Экономический аналог этих проблем составляет вторую корзину. Если рассмотреть все крупные истории роста после 1945 года, то их общей чертой было то, что они уделяли особое внимание использованию глобальной среды для национального развития. Китай делал это с большим эффектом, сначала вместе с СССР, а затем с США и Западом. Азиатские "тигровые экономики" также практиковали это, используя для своего развития последовательно Японию, США и теперь Китай. Именно так Индия подходила к своим различным отношениям на протяжении последних семи десятилетий, но не всегда с такой же целеустремленностью. Тем не менее, большая часть индийской индустриализации и потенциала в других областях стала прямым результатом сотрудничества, которое было налажено благодаря дипломатии. Сталь, атомная промышленность, высшее образование и компьютерные технологии - вот лишь некоторые примеры. Это в еще большей степени относится к периоду реформ после 1991 года и смещению экономического центра тяжести Индии на восток.
Взаимосвязь между дипломатией, стратегией и экономическим потенциалом, однако, не всегда очевидна. Как и в сфере безопасности, важно различать причину и следствие. Экономика управляет дипломатией, а не наоборот. Мало кто будет спорить с тем, что реформы 1990-х годов и большая открытость в течение нескольких лет служили нам на благо. Но когда мы экстраполировали это на соглашения о свободной торговле с Юго-Восточной и Восточной Азией, предложение стало более сомнительным. Вините в этом структурную негибкость, ограниченную конкурентоспособность, неадекватное использование возможностей или просто нечестную практику: растущие цифры дефицита - суровая реальность. Более того, невозможно отрицать их негативное влияние на промышленность внутри страны. А Китай, конечно, представляет собой особую торговую проблему даже без ЗСТ.
Любое стремление к максимизации возможностей и расширению пространства, естественно, требует привлечения нескольких игроков. Концептуально, эта третья корзина является само собой разумеющейся в индийской внешней политике, поскольку существует базовый консенсус по поводу укрепления нашей независимости. Преуспевая в первое десятилетие существования биполярного мира, мы также обнаружили связанную с этим опасность остаться в проигрыше по всем параметрам. Как убедилась Индия в 1962 году, лучшее из двух миров легче вообразить, чем реализовать. В последующие периоды расстояние от одного полюса также не компенсировалось автоматически другим. Иногда глобальные обстоятельства требуют, чтобы мы - как в 1971 году - склонялись на одну сторону, как это делал сам Китай в 1950 и 1971 годах. Как правило, извлечение большей пользы из международной системы зависит от общей картины, и игра с нулевой суммой не может быть допущением. Действительно, особенно тревожным сценарием, с которым такие страны, как Индия и Китай, столкнулись в 1960-х годах, была перспектива того, что сверхдержавы найдут общий язык. Именно поэтому разговоры о G-2 даже спустя десятилетия вновь вызвали глубокое беспокойство во многих кругах. Хеджирование - дело тонкое, будь то неприсоединение и стратегическая автономия прежних периодов или многостороннее взаимодействие будущего. Но в многополярном мире от этого никуда не деться. В эту игру лучше всего играть на опережение, понимая, что прогресс на одном фронте укрепляет прогресс на всех остальных.
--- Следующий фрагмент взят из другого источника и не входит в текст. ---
use crate::config::{Config, DEFAULT_CONFIG_NAME};
use anyhow::Result;
use clap::Args;
use colored::Colorize;
use std::fs;
use std::path::PathBuf;

#[derive(Debug, Args)]
pub struct InitArgs {
    /// Pages directory
    #[arg(short, long, default_value = "pages")]
    pub pages_dir: String,

    /// Export directory
    #[arg(short, long, default_value = "dist")]
    pub out_dir: String,

    /// Force overwrite existing config
    #[arg(short, long)]
    pub force: bool,
}

pub fn init(args: InitArgs, cwd: &str) -> Result<()> {
    let config_path = PathBuf::from(cwd).join(DEFAULT_CONFIG_NAME);

    // Check if config already exists
    if config_path.exists() && !args.force {
        println!(
            "{} {} already exists",
            "⚠️".yellow(),
            DEFAULT_CONFIG_NAME.bright_white()
        );
        println!("Use --force to overwrite");
        return Ok(());
    }

    println!("{}", "📝 Initializing Pagecraft project...".bright_blue().bold());

    let config = Config {
        pages_dir: args.pages_dir.clone(),
        out_dir: args.out_dir,
        ..Config::default()
    };

    let pages_dir = config.get_pages_dir(cwd);
    if !pages_dir.exists() {
        fs::create_dir_all(&pages_dir)?;
        println!("  {} Created {}/", "✓".green(), args.pages_dir);
    }

    let config_json = serde_json::to_string_pretty(&config)?;
    fs::write(&config_path, config_json)?;

    println!("  {} Created {}", "✓".green(), DEFAULT_CONFIG_NAME);
    println!();
    println!("{}", "✅ Project initialized!".green().bold());
    println!();
    println!("Next steps:");
    println!("  1. Run: pagecraft new \"Home\"");
    println!("  2. Run: pagecraft apply <page-id> edits.json");
    println!("  3. Run: pagecraft export <page-id>");

    Ok(())
}
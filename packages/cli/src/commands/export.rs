use super::{open_page, open_repository};
use crate::config::Config;
use anyhow::Result;
use clap::Args;
use colored::Colorize;
use pagecraft_compiler_html::CompileOptions;
use std::fs;
use std::path::PathBuf;

#[derive(Debug, Args)]
pub struct ExportArgs {
    /// Page to export
    pub page_id: String,

    /// Output to stdout instead of files
    #[arg(long)]
    pub stdout: bool,

    /// Output directory (overrides config)
    #[arg(short, long)]
    pub out_dir: Option<String>,

    /// Indent the generated markup (overrides config)
    #[arg(long)]
    pub pretty: bool,
}

pub fn export(args: ExportArgs, cwd: &str) -> Result<()> {
    let config = Config::load(cwd)?;
    let repo = open_repository(&config, cwd)?;
    let (page, doc) = open_page(&config, &repo, &args.page_id)?;

    let options = CompileOptions {
        pretty: args.pretty || config.pretty_html,
        ..CompileOptions::default()
    };
    let output = doc.export_html(options);

    if args.stdout {
        println!("{}", output);
        return Ok(());
    }

    let out_dir = match &args.out_dir {
        Some(out) => PathBuf::from(cwd).join(out),
        None => config.get_out_dir(cwd),
    };
    let output_file = out_dir.join(&page.id).join("index.html");

    if let Some(parent) = output_file.parent() {
        fs::create_dir_all(parent)?;
    }
    fs::write(&output_file, output)?;

    println!(
        "  {} {} → {}",
        "✓".green(),
        page.title,
        output_file.display()
    );

    Ok(())
}
//! Property-based invariant tests for the element store.
//!
//! Arbitrary edit sequences are replayed against a document and after every
//! step we check:
//!
//! 1. Parent and child links agree, every element reaches the single root
//! 2. A refused mutation leaves elements and history untouched
//! 3. `undo` then `redo` of an accepted mutation is the identity
//! 4. Moving an element into itself or any descendant is always refused

use std::collections::HashSet;

use pagecraft_editor::{
    Document, DocumentOptions, ElementStyle, ElementType, Mutation, MutationError, StyleProperty,
};
use pagecraft_model::IdGenerator;
use proptest::prelude::*;

// ── Strategies ──────────────────────────────────────────────────────────

/// Edits expressed as picks into the current element list, so every
/// generated sequence stays meaningful as the page changes shape.
#[derive(Debug, Clone)]
enum Op {
    Add { ty: usize, parent: usize },
    Delete(usize),
    Group { parent: usize, a: usize, b: usize },
    Reorder { node: usize, parent: usize, index: usize },
    Style { node: usize, patch: usize },
    Content(usize),
    AddListItem(usize),
    DeleteListItem { list: usize, index: usize },
    ReorderListItem { list: usize, from: usize, to: usize },
    Missing,
    Undo,
    Redo,
}

fn op_strategy() -> impl Strategy<Value = Op> {
    prop_oneof![
        4 => (0usize..16, any::<usize>()).prop_map(|(ty, parent)| Op::Add { ty, parent }),
        2 => any::<usize>().prop_map(Op::Delete),
        2 => (any::<usize>(), any::<usize>(), any::<usize>())
            .prop_map(|(parent, a, b)| Op::Group { parent, a, b }),
        3 => (any::<usize>(), any::<usize>(), 0usize..8)
            .prop_map(|(node, parent, index)| Op::Reorder { node, parent, index }),
        1 => (any::<usize>(), 0usize..PATCHES.len()).prop_map(|(node, patch)| Op::Style { node, patch }),
        1 => any::<usize>().prop_map(Op::Content),
        1 => any::<usize>().prop_map(Op::AddListItem),
        1 => (any::<usize>(), 0usize..5).prop_map(|(list, index)| Op::DeleteListItem { list, index }),
        1 => (any::<usize>(), 0usize..5, 0usize..6)
            .prop_map(|(list, from, to)| Op::ReorderListItem { list, from, to }),
        1 => Just(Op::Missing),
        1 => Just(Op::Undo),
        1 => Just(Op::Redo),
    ]
}

const PATCHES: [(StyleProperty, &str); 6] = [
    (StyleProperty::Padding, "8px"),
    (StyleProperty::PaddingTop, "2px"),
    (StyleProperty::BorderWidth, "1px"),
    (StyleProperty::BorderStyle, "solid"),
    (StyleProperty::BorderColor, "red"),
    (StyleProperty::Color, ""),
];

// ── Helpers ─────────────────────────────────────────────────────────────

fn new_doc() -> Document {
    Document::with_options(DocumentOptions {
        history_limit: 0,
        ids: IdGenerator::sequential("p"),
    })
}

fn pick(doc: &Document, n: usize) -> String {
    let elements = doc.element_map();
    let ids: Vec<&str> = elements.iter().map(|element| element.id.as_str()).collect();
    ids[n % ids.len()].to_string()
}

fn pick_list(doc: &Document, n: usize) -> Option<String> {
    let lists: Vec<String> = doc
        .element_map()
        .iter()
        .filter(|element| element.element_type.is_list())
        .map(|element| element.id.clone())
        .collect();
    (!lists.is_empty()).then(|| lists[n % lists.len()].clone())
}

fn to_mutation(doc: &Document, op: &Op) -> Option<Mutation> {
    let mutation = match op {
        Op::Add { ty, parent } => Mutation::AddElement {
            element_type: ElementType::ALL[*ty],
            parent_id: Some(pick(doc, *parent)),
        },
        Op::Delete(node) => Mutation::DeleteElement {
            node_id: pick(doc, *node),
        },
        Op::Group { parent, a, b } => {
            let children = &doc.element(&pick(doc, *parent))?.children;
            if children.is_empty() {
                return None;
            }
            Mutation::GroupElements {
                node_ids: vec![
                    children[a % children.len()].clone(),
                    children[b % children.len()].clone(),
                ],
            }
        }
        Op::Reorder { node, parent, index } => Mutation::ReorderElement {
            node_id: pick(doc, *node),
            new_parent_id: pick(doc, *parent),
            index: *index,
        },
        Op::Style { node, patch } => {
            let (property, value) = PATCHES[*patch];
            Mutation::UpdateStyle {
                node_id: pick(doc, *node),
                style: ElementStyle::new().with(property, value),
            }
        }
        Op::Content(node) => Mutation::UpdateContent {
            node_id: pick(doc, *node),
            content: "Edited".to_string(),
        },
        Op::AddListItem(list) => Mutation::AddListItem {
            list_id: pick_list(doc, *list)?,
            text: None,
        },
        Op::DeleteListItem { list, index } => Mutation::DeleteListItem {
            list_id: pick_list(doc, *list)?,
            index: *index,
        },
        Op::ReorderListItem { list, from, to } => Mutation::ReorderListItem {
            list_id: pick_list(doc, *list)?,
            old_index: *from,
            new_index: *to,
        },
        Op::Missing => Mutation::UpdateContent {
            node_id: "missing".to_string(),
            content: "x".to_string(),
        },
        Op::Undo | Op::Redo => return None,
    };
    Some(mutation)
}

/// Every parent link resolves both ways and every element reaches the root
fn assert_tree_integrity(doc: &Document) {
    let elements = doc.elements();
    let roots: Vec<_> = elements.iter().filter(|e| e.parent_id.is_none()).collect();
    assert_eq!(roots.len(), 1, "exactly one root");
    assert_eq!(roots[0].id, doc.root_id());

    for element in &elements {
        if let Some(parent_id) = &element.parent_id {
            let parent = doc.element(parent_id).expect("parent exists");
            assert_eq!(
                parent.children.iter().filter(|id| *id == &element.id).count(),
                1,
                "{} listed once under {}",
                element.id,
                parent_id
            );
        }
        for child in &element.children {
            let child = doc.element(child).expect("child exists");
            assert_eq!(child.parent_id.as_deref(), Some(element.id.as_str()));
        }

        let mut seen = HashSet::new();
        let mut cursor = element;
        while let Some(parent_id) = &cursor.parent_id {
            assert!(seen.insert(parent_id.clone()), "cycle through {}", parent_id);
            cursor = doc.element(parent_id).expect("ancestor exists");
        }
        assert_eq!(cursor.id, doc.root_id());
    }

    assert_eq!(doc.elements_tree().node_count(), elements.len());
}

fn run(doc: &mut Document, op: &Op) {
    match op {
        Op::Undo => {
            doc.undo();
        }
        Op::Redo => {
            doc.redo();
        }
        _ => {
            let Some(mutation) = to_mutation(doc, op) else {
                return;
            };
            let before = doc.elements();
            let levels = (doc.undo_levels(), doc.redo_levels());

            match doc.apply(mutation) {
                Ok(_) => {
                    let after = doc.elements();
                    assert!(doc.undo());
                    assert_eq!(doc.elements(), before, "undo restores the previous page");
                    assert!(doc.redo());
                    assert_eq!(doc.elements(), after, "redo reapplies the mutation");
                }
                Err(_) => {
                    assert_eq!(doc.elements(), before, "refusal leaves the page unchanged");
                    assert_eq!((doc.undo_levels(), doc.redo_levels()), levels);
                }
            }
        }
    }
    assert_tree_integrity(doc);
}

// ═══════════════════════════════════════════════════════════════════════
// 1-3. Tree integrity, refusals and history over arbitrary sequences
// ═══════════════════════════════════════════════════════════════════════

proptest! {
    #![proptest_config(ProptestConfig::with_cases(64))]

    #[test]
    fn edit_sequences_keep_tree_and_history_consistent(
        ops in prop::collection::vec(op_strategy(), 1..60),
    ) {
        let mut doc = new_doc();
        for op in &ops {
            run(&mut doc, op);
        }
    }

    #[test]
    fn undoing_everything_restores_seed(
        ops in prop::collection::vec(op_strategy(), 1..40),
    ) {
        let mut doc = new_doc();
        let seed = doc.elements();
        for op in &ops {
            run(&mut doc, op);
        }

        while doc.undo() {}
        prop_assert_eq!(doc.elements(), seed);
    }
}

// ═══════════════════════════════════════════════════════════════════════
// 4. Cycle guard holds for every tree shape
// ═══════════════════════════════════════════════════════════════════════

proptest! {
    #![proptest_config(ProptestConfig::with_cases(32))]

    #[test]
    fn moving_into_own_subtree_is_refused(
        ops in prop::collection::vec(op_strategy(), 1..40),
        index in 0usize..4,
    ) {
        let mut doc = new_doc();
        for op in &ops {
            run(&mut doc, op);
        }

        let tree = doc.elements_tree();
        for element in doc.elements() {
            if element.parent_id.is_none() {
                continue;
            }
            let subtree = tree.find(&element.id).expect("element is in the tree");
            for target in subtree.ids() {
                let result = doc.reorder_element(&element.id, target, index);
                prop_assert_eq!(result, Err(MutationError::CycleDetected));
            }
        }
    }
}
Непосвященному или анахроничному человеку стремление к реализации, казалось бы, противоречивых подходов может показаться непонятным. Как совместить встречу "Хауди Моди" с саммитом в Мамаллапураме или Владивостоке? Или РИК (Россия-Индия-Китай) с ЯАИ (Япония-Америка-Индия)? Или "четверка" и ШОС (Шанхайская организация сотрудничества)? Иран с саудитами или Израиль с Палестиной? Ответ заключается в готовности взглянуть за пределы догмы и войти в реальный мир сближений. Думайте об этом как о расчетах, а не просто как об арифметике. Эта новая версия мировых отношений - вызов как для практиков, так и для аналитиков, но он должен быть освоен, чтобы двигаться вперед.